Unfortunately, though it's plain to see how the artwork in Black Hole could have justified a decade of Burns's life, the story is slight and all too familiar. The book takes place in a 1970s American suburb in a world in which a sexually transmitted disease causes bizarre deformities in the people--mostly teenagers--who contract it. Some grow a tail, skin flaps, or an extra mouth. One girl sheds her skin. Others are completely transformed into monsters or half-beasts. The infected teens are treated with suspicion and disdain by healthy society, and most of them retreat into the woods. The main characters are Chris, a former A-student and class queen who falls in love with the boy who gives her the disease, and Keith, a borderline nerd who is in love with her and tries to help her before becoming infected himself. Both become involved with the society of misfits and freaks that grows in the wooks, simultaneously rejecting and reenacting the high school cliques they've been ejected from.
So, basically, Black Hole is a cross between an AIDS metaphor and a high school story, and though Burns's visual inventiveness is enough to carry the story along, when I turned the last page I couldn't think of a single thing Burns had said with Black Hole that hadn't been said before. It doesn't help that the narrative appears to be missing its third act--Chris and Keith start out as innocents being drawn into the underworld of those already infected, get sucked into it through, respectively, tragedy and salvation, and then the book ends without, to my mind, telling us the most interesting part of the story--how these two kids will manage in the great wide world to which they've escaped. A week after finishing Black Hole, its imagery is still vivid in my mind, but the story has left no impression beyond this troubling conviction that, for all of Burns's work and attention, it is unfinished.
If Black Hole prioritizes art over story, then Shaun Tan's The Arrival, which has no text at all except for an invented alphabet, would seem to take that approach to an even further extreme. And yet Tan's short and devastating book is more strongly and effectively plotted than many prose works. It tells the story of a man who leaves his home and family to work in a distant land, send money back to his wife and daughter, and hopefully make enough to bring them to him.

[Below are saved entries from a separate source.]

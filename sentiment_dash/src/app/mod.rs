pub mod event;
pub mod reducer;
pub mod render;
pub mod state;

pub use event::*;
pub use state::*;

use std::sync::Arc;
use std::time::{Duration, Instant};

use tokio::runtime::Runtime;
use tokio::sync::mpsc::{self, error::TryRecvError};
use tracing::warn;

use crate::config::{DashConfig, Persistence};
use crate::data::Dataset;
use crate::error::Result;

pub type LoadReceiver = mpsc::Receiver<Result<Arc<Dataset>>>;

pub struct DashApp {
    pub state: DashState,
    interaction: render::Interaction,
    loader: Option<LoadReceiver>,
    config: DashConfig,
    persistence: Option<Persistence>,
    // owns the loader task; dropped with the app
    _runtime: Runtime,
}

impl DashApp {
    pub fn new(
        cc: &eframe::CreationContext<'_>,
        runtime: Runtime,
        loader: LoadReceiver,
        config: DashConfig,
        persistence: Option<Persistence>,
    ) -> Self {
        cc.egui_ctx.set_visuals(egui::Visuals::light());

        let mut state = DashState::default();
        state.shift_range_days = config.shift_range();
        state.shift_days = config.clamped_shift();

        Self {
            state,
            interaction: render::Interaction::default(),
            loader: Some(loader),
            config,
            persistence,
            _runtime: runtime,
        }
    }

    pub fn handle_event(&mut self, ev: AppEvent) -> bool {
        reducer::reduce(&mut self.state, ev)
    }

    /// Non-blocking check for the startup load.
    fn poll_loader(&mut self) -> bool {
        let Some(rx) = self.loader.as_mut() else {
            return false;
        };
        let ev = match rx.try_recv() {
            Ok(Ok(dataset)) => AppEvent::DatasetLoaded { dataset },
            Ok(Err(err)) => AppEvent::LoadFailed {
                message: err.to_string(),
            },
            Err(TryRecvError::Empty) => return false,
            Err(TryRecvError::Disconnected) => AppEvent::LoadFailed {
                message: "loader exited without a result".to_string(),
            },
        };
        self.loader = None;
        self.handle_event(ev)
    }

    fn snapshot_config(&mut self, ctx: &egui::Context) {
        let size = ctx.screen_rect().size();
        self.config.shift_days = self.state.shift_days;
        self.config.window_width_px = size.x;
        self.config.window_height_px = size.y;
    }
}

impl eframe::App for DashApp {
    fn update(&mut self, ctx: &egui::Context, _frame: &mut eframe::Frame) {
        let mut changed = self.poll_loader();
        if self.state.loading {
            ctx.request_repaint_after(Duration::from_millis(50));
        }

        let events = render::render(ctx, &self.state, &mut self.interaction);
        for ev in events {
            changed |= self.handle_event(AppEvent::Ui(ev));
        }
        if changed {
            ctx.request_repaint();
        }

        self.snapshot_config(ctx);
        if let Some(p) = self.persistence.as_mut() {
            p.autosave(&self.config, Instant::now());
        }
    }

    fn on_exit(&mut self, _gl: Option<&eframe::glow::Context>) {
        if let Some(p) = self.persistence.as_mut() {
            if let Err(err) = p.save_now(&self.config) {
                warn!(?err, "config save on exit failed");
            }
        }
    }
}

It's a familiar story, if only because so many of us can look back a few generations and find someone in our family who did just this (for me, it was my great-grandfather, who left Belarussia and worked as a builder at the St. Louis World's Fair for several years to pay for passage for his wife and five children; my grandmother was the product of their reunion), but like M.T. Anderson's The Astonishing Life of Octavian Nothing, The Arrival takes dry history and transforms it into something heartbreaking and immediate. I've been hearing effusive praise for this book for several months, but nothing prepared me for the overwhelming experience of reading it.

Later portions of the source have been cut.